Dress for Hunting Season
For many, fall means hunting season. To safeguard you and your dog from possible accidents, wear bright colors when venturing outdoors, just in case.
Prep for Snow & Ice
Few seasonal events are as memorable as the first snowfall of the year. But for dogs, snow-covered surfaces aren’t all fun and games. Even the smallest bits of ice or compacted snow can damage your pup’s sensitive paw pads. If you live in a region commonly blanketed with snow and ice, consider purchasing dog booties to make daily walks a safer and more enjoyable experience.

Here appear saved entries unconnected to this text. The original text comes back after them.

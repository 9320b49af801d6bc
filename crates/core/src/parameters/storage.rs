//! Parameter store
//!
//! Named, typed values for the route parameters. Each entry keeps its value
//! and flags together; the registered kind of an entry never changes.
//! Writes that change a value mark the store dirty so the host knows to
//! rebuild the navigator configuration before the next tick.

use super::error::ParameterError;
use bitflags::bitflags;
use heapless::index_map::FnvIndexMap;
use heapless::String;

/// Maximum parameter name length
pub const PARAM_NAME_LEN: usize = 16;

/// Maximum number of parameters (power of two for the index map)
pub const MAX_PARAMS: usize = 32;

/// Bounded parameter name
pub type ParamName = String<PARAM_NAME_LEN>;

bitflags! {
    /// Parameter flags
    #[derive(Debug, Clone, Copy, PartialEq, Eq)]
    pub struct ParamFlags: u8 {
        /// Value is fixed at registration
        const READ_ONLY = 0b0000_0001;
    }
}

/// Kind of value a parameter holds
#[derive(Debug, Clone, Copy, PartialEq, Eq)]
pub enum ParamKind {
    Bool,
    Int,
    Float,
}

/// Parameter value
#[derive(Debug, Clone, Copy, PartialEq)]
pub enum ParamValue {
    Bool(bool),
    Int(i32),
    Float(f32),
}

impl ParamValue {
    pub fn kind(&self) -> ParamKind {
        match self {
            ParamValue::Bool(_) => ParamKind::Bool,
            ParamValue::Int(_) => ParamKind::Int,
            ParamValue::Float(_) => ParamKind::Float,
        }
    }

    /// Numeric value as `f32`
    pub fn as_f32(&self) -> Option<f32> {
        match *self {
            ParamValue::Float(v) => Some(v),
            ParamValue::Int(v) => Some(v as f32),
            ParamValue::Bool(v) => Some(if v { 1.0 } else { 0.0 }),
        }
    }

    /// Integer value, `None` for non-integral floats
    pub fn as_i32(&self) -> Option<i32> {
        match *self {
            ParamValue::Int(v) => Some(v),
            ParamValue::Bool(v) => Some(i32::from(v)),
            ParamValue::Float(v) if v.is_finite() && libm::truncf(v) == v => Some(v as i32),
            ParamValue::Float(_) => None,
        }
    }

    /// Flag value; any non-zero number is `true`
    pub fn as_bool(&self) -> Option<bool> {
        match *self {
            ParamValue::Bool(v) => Some(v),
            ParamValue::Int(v) => Some(v != 0),
            ParamValue::Float(v) => Some(v != 0.0),
        }
    }

    /// Convert `self` into a value of `kind`
    ///
    /// Integers widen into floats; every other kind change is refused.
    fn coerce(self, kind: ParamKind) -> Option<ParamValue> {
        match (kind, self) {
            (ParamKind::Float, ParamValue::Int(v)) => Some(ParamValue::Float(v as f32)),
            (kind, value) if value.kind() == kind => Some(value),
            _ => None,
        }
    }
}

#[derive(Debug, Clone, Copy)]
struct ParamEntry {
    value: ParamValue,
    flags: ParamFlags,
}

/// Parameter store
#[derive(Debug, Default)]
pub struct ParameterStore {
    entries: FnvIndexMap<ParamName, ParamEntry, MAX_PARAMS>,
    dirty: bool,
}

impl ParameterStore {
    pub fn new() -> Self {
        Self::default()
    }

    /// Register a parameter with its default value
    ///
    /// Registering an existing name keeps the current value.
    pub fn register(
        &mut self,
        name: &str,
        default_value: ParamValue,
        flags: ParamFlags,
    ) -> Result<(), ParameterError> {
        let key = key(name).ok_or(ParameterError::NameTooLong)?;
        if self.entries.contains_key(&key) {
            return Ok(());
        }
        self.entries
            .insert(
                key,
                ParamEntry {
                    value: default_value,
                    flags,
                },
            )
            .map_err(|_| ParameterError::StoreFull)?;
        self.dirty = true;
        Ok(())
    }

    pub fn get(&self, name: &str) -> Option<&ParamValue> {
        self.entries.get(&key(name)?).map(|e| &e.value)
    }

    /// Kind the parameter was registered with
    pub fn kind(&self, name: &str) -> Option<ParamKind> {
        self.get(name).map(ParamValue::kind)
    }

    pub fn flags(&self, name: &str) -> Option<ParamFlags> {
        self.entries.get(&key(name)?).map(|e| e.flags)
    }

    /// Change a parameter value
    ///
    /// The value must match the registered kind, except that integers are
    /// accepted for float parameters. Only an actual change marks the store
    /// dirty.
    pub fn set(&mut self, name: &str, value: ParamValue) -> Result<(), ParameterError> {
        let key = key(name).ok_or(ParameterError::UnknownParameter)?;
        let entry = self
            .entries
            .get_mut(&key)
            .ok_or(ParameterError::UnknownParameter)?;
        if entry.flags.contains(ParamFlags::READ_ONLY) {
            return Err(ParameterError::ReadOnly);
        }
        let value = value
            .coerce(entry.value.kind())
            .ok_or(ParameterError::TypeMismatch)?;

        if entry.value != value {
            entry.value = value;
            self.dirty = true;
        }
        Ok(())
    }

    /// Registered names in registration order
    pub fn names(&self) -> impl Iterator<Item = &str> {
        self.entries.keys().map(|k| k.as_str())
    }

    pub fn len(&self) -> usize {
        self.entries.len()
    }

    pub fn is_empty(&self) -> bool {
        self.entries.is_empty()
    }

    /// A value changed since the last `clear_dirty`
    pub fn is_dirty(&self) -> bool {
        self.dirty
    }

    pub fn clear_dirty(&mut self) {
        self.dirty = false;
    }
}

fn key(name: &str) -> Option<ParamName> {
    let mut key = ParamName::new();
    key.push_str(name).ok()?;
    Some(key)
}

Keep Seasonal Allergies in Check
Pet allergies are known to flare up in autumn. If your pup is among the many pets that suffer from seasonal allergies, make sure to have all appropriate medications on hand. If you’ve run out of meds, now is the time to visit your vet and stock up. If your dog has shown allergy symptoms before but you’ve yet to get a prescription, visit the vet ASAP—you could save your dog a lot of unnecessary suffering.
Hide the Antifreeze
In the months preceding winter, car owners regularly add antifreeze to their vehicles. What many people don’t know is that pets are often attracted to the sweet chemical odor of this toxic substance. Even just a few teaspoons of antifreeze is lethal to most pets. When engaging in car maintenance this fall, be sure to clean up antifreeze spills immediately, and to always store the chemical safely out of reach of curious pets.